To Culture or Not to Culture
第一作者:Mark C. Lee
2015-04-10 点击量:615 我要说
Pediatric musculoskeletal infection—be it in the form of an abscess, osteomyelitis, pyomyositis, or septic arthritis—remains a challenge for orthopaedic surgeons. The orthopaedic response to the diagnosis of infection spans the gamut from little to no hospitalization with a brief course of antibiotics to a prolonged hospital stay with multiple surgical interventions and extended intravenous antibiotics.
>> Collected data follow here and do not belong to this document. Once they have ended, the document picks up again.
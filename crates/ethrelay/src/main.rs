mod cmd;
mod exit;
mod logging;
mod output;

use clap::Parser;

use crate::cmd::Command;
use crate::logging::{init_logging, LogFormat, LogLevel};
use crate::output::OutputFormat;

#[derive(Parser, Debug)]
#[command(name = "ethrelay", version, about = "Devantech ETH relay module CLI")]
struct Cli {
    /// Output format.
    #[arg(long, value_name = "FORMAT", global = true)]
    format: Option<OutputFormat>,

    /// Log output format (stderr).
    #[arg(long, value_name = "FORMAT", default_value = "text", global = true)]
    log_format: LogFormat,

    /// Minimum log level (stderr).
    #[arg(long, value_name = "LEVEL", default_value = "info", global = true)]
    log_level: LogLevel,

    #[command(subcommand)]
    command: Command,
}

fn main() {
    let cli = Cli::parse();
    init_logging(cli.log_format, cli.log_level);

    let format = cli.format.unwrap_or_else(OutputFormat::default_for_stdout);
    let result = cmd::run(cli.command, format);

    match result {
        Ok(code) => std::process::exit(code),
        Err(err) => {
            eprintln!("error: {err}");
            std::process::exit(err.code);
        }
    }
}
use ethrelay_device::{ChannelMap, RelayClient};
use ethrelay_transport::Transport;

use crate::cmd::ApplyArgs;
use crate::exit::{relay_error, CliResult, SUCCESS};
use crate::output::{print_states, OutputFormat};

pub fn run(args: ApplyArgs, format: OutputFormat) -> CliResult<i32> {
    let mut client = args.conn.open()?;
    let states = apply_states(&mut client, &args.on)?;
    client.disconnect();

    print_states(&args.conn.host, &states, format);
    Ok(SUCCESS)
}

/// Switch `on` relays on and the rest off; returns the states written.
fn apply_states<T: Transport>(client: &mut RelayClient<T>, on: &[i64]) -> CliResult<ChannelMap> {
    let mut states = ChannelMap::new();
    for &relay in on {
        let index = client
            .relay(relay)
            .map_err(|err| relay_error("invalid relay", err))?;
        states.insert(index, true);
    }
    client
        .set_all(&states)
        .map_err(|err| relay_error("apply failed", err))?;
    Ok(client.cached().clone())
}

#[cfg(test)]
mod tests {
    use ethrelay_device::simulator::{pair, SimulatedModule};

    use super::*;
    use crate::exit::USAGE;
    use crate::output::state_bits;

    #[test]
    fn listed_relays_on_rest_off() {
        let (stream, sim) = pair(SimulatedModule::new(21).with_relays([0xFF, 0xFF, 0x0F]));
        let mut client = RelayClient::from_transport(stream, None).unwrap();

        let states = apply_states(&mut client, &[1, 9, 20]).unwrap();
        assert_eq!(sim.relays(), [0x01, 0x01, 0x08]);
        assert_eq!(states.len(), 20);
        assert_eq!(state_bits(&states), "10000000100000000001");
    }

    #[test]
    fn empty_list_turns_everything_off() {
        let (stream, sim) = pair(SimulatedModule::new(29).with_relays([0x0F, 0, 0]));
        let mut client = RelayClient::from_transport(stream, None).unwrap();

        apply_states(&mut client, &[]).unwrap();
        assert_eq!(sim.relays(), [0, 0, 0]);
    }

    #[test]
    fn invalid_relay_sends_nothing() {
        let (stream, sim) = pair(SimulatedModule::new(29).with_relays([0x0F, 0, 0]));
        let mut client = RelayClient::from_transport(stream, None).unwrap();
        let before = sim.written();

        assert_eq!(apply_states(&mut client, &[1, 5]).unwrap_err().code, USAGE);
        assert_eq!(sim.written(), before);
        assert_eq!(sim.relays(), [0x0F, 0, 0]);
    }
}
use std::fmt;
use std::io;

use ethrelay_device::RelayError;
use ethrelay_frame::FrameError;
use ethrelay_transport::TransportError;

pub const SUCCESS: i32 = 0;
pub const FAILURE: i32 = 1;
pub const TRANSPORT_ERROR: i32 = 3;
/// Authentication failures share the permission-denied code.
pub const PERMISSION_DENIED: i32 = 50;
pub const DATA_INVALID: i32 = 60;
pub const USAGE: i32 = 64;
pub const TIMEOUT: i32 = 124;
pub const INTERNAL: i32 = 125;

pub type CliResult<T> = Result<T, CliError>;

#[derive(Debug)]
pub struct CliError {
    pub code: i32,
    pub message: String,
}

impl CliError {
    pub fn new(code: i32, message: impl Into<String>) -> Self {
        Self {
            code,
            message: message.into(),
        }
    }
}

impl fmt::Display for CliError {
    fn fmt(&self, f: &mut fmt::Formatter<'_>) -> fmt::Result {
        write!(f, "{}", self.message)
    }
}

impl std::error::Error for CliError {}

pub fn io_error(context: &str, err: io::Error) -> CliError {
    let code = match err.kind() {
        io::ErrorKind::PermissionDenied => PERMISSION_DENIED,
        io::ErrorKind::TimedOut | io::ErrorKind::WouldBlock => TIMEOUT,
        _ => TRANSPORT_ERROR,
    };
    CliError::new(code, format!("{context}: {err}"))
}

pub fn transport_error(context: &str, err: TransportError) -> CliError {
    match err {
        TransportError::Connect { addr, source } => {
            io_error(&format!("{context}: {addr}"), source)
        }
        TransportError::Io(source) => io_error(context, source),
        other => CliError::new(TRANSPORT_ERROR, format!("{context}: {other}")),
    }
}

pub fn frame_error(context: &str, err: FrameError) -> CliError {
    match err {
        FrameError::RelayOutOfRange { .. } | FrameError::PulseOutOfRange(_) => {
            CliError::new(USAGE, format!("{context}: {err}"))
        }
        FrameError::ShortResponse { .. } => {
            CliError::new(DATA_INVALID, format!("{context}: {err}"))
        }
    }
}

pub fn relay_error(context: &str, err: RelayError) -> CliError {
    match err {
        RelayError::Transport(err) => transport_error(context, err),
        RelayError::Frame(err) => frame_error(context, err),
        RelayError::AuthenticationFailed | RelayError::PasswordRequired => {
            CliError::new(PERMISSION_DENIED, format!("{context}: {err}"))
        }
        RelayError::UnknownModel(_) => CliError::new(DATA_INVALID, format!("{context}: {err}")),
        RelayError::CommandFailed { .. } => CliError::new(FAILURE, format!("{context}: {err}")),
        other => CliError::new(INTERNAL, format!("{context}: {other}")),
    }
}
Potential complications include subsequent growth abnormality, venous thrombosis, pathologic fracture, osteonecrosis, chronic infection, or even death1. Organism identification in pediatric musculoskeletal infection remains central to patient care, as it informs antibiotic selection and the duration of antibiotic treatment.
The current study explores the diagnostic practices of health-care providers, including orthopaedic surgeons, in the isolation of bacteria from a musculoskeletal infection. This retrospective, single-institution study of 869 children with musculoskeletal infection over a 5.5-year study period investigated the positive yield of blood cultures and cultures (aerobic, anaerobic, fungal, and acid-fast bacteria [AFB]) of infection-site material. In total, 4537 cultures were processed. Of specimens sent during initial work-up, positive results were noted for 64.5% of the aerobic infection-site cultures and 18.3% of the blood cultures, with ≤2.5% of the anaerobic, fungal, or AFB infection-site cultures returning a positive result. A valuable additional analysis was performed by the authors that suggested that no deleterious effect on culture yields occurred when patients were administered antibiotics prior to the acquisition of culture material from the infection site.
The article’s inherent strengths include the large number of patients, an organized categorization of infection types, and the overall completeness of data. The key conclusions of the article are worthy of repetition, as they will influence the current practice of culture-sample acquisition for the orthopaedic surgeon managing pediatric musculoskeletal infection: (1) aerobic culture of synovial fluid or tissue from the site of a musculoskeletal infection provides the highest yield of bacterial organisms; fungal, anaerobic, and AFB culture should not be routinely performed during initial evaluation; (2) fungal and AFB culture of synovial fluid or tissue should be performed in addition to aerobic culture in the setting of a penetrating injury or patient immunocompromise; (3) antibiotics given prior to synovial-fluid or tissue culture do not deleteriously impact the ability to identify an organism but can impact blood-culture results; and (4) blood cultures in cases of superficial infection (skin or abscess) have a low yield and should not be performed except in the setting of systemic sepsis.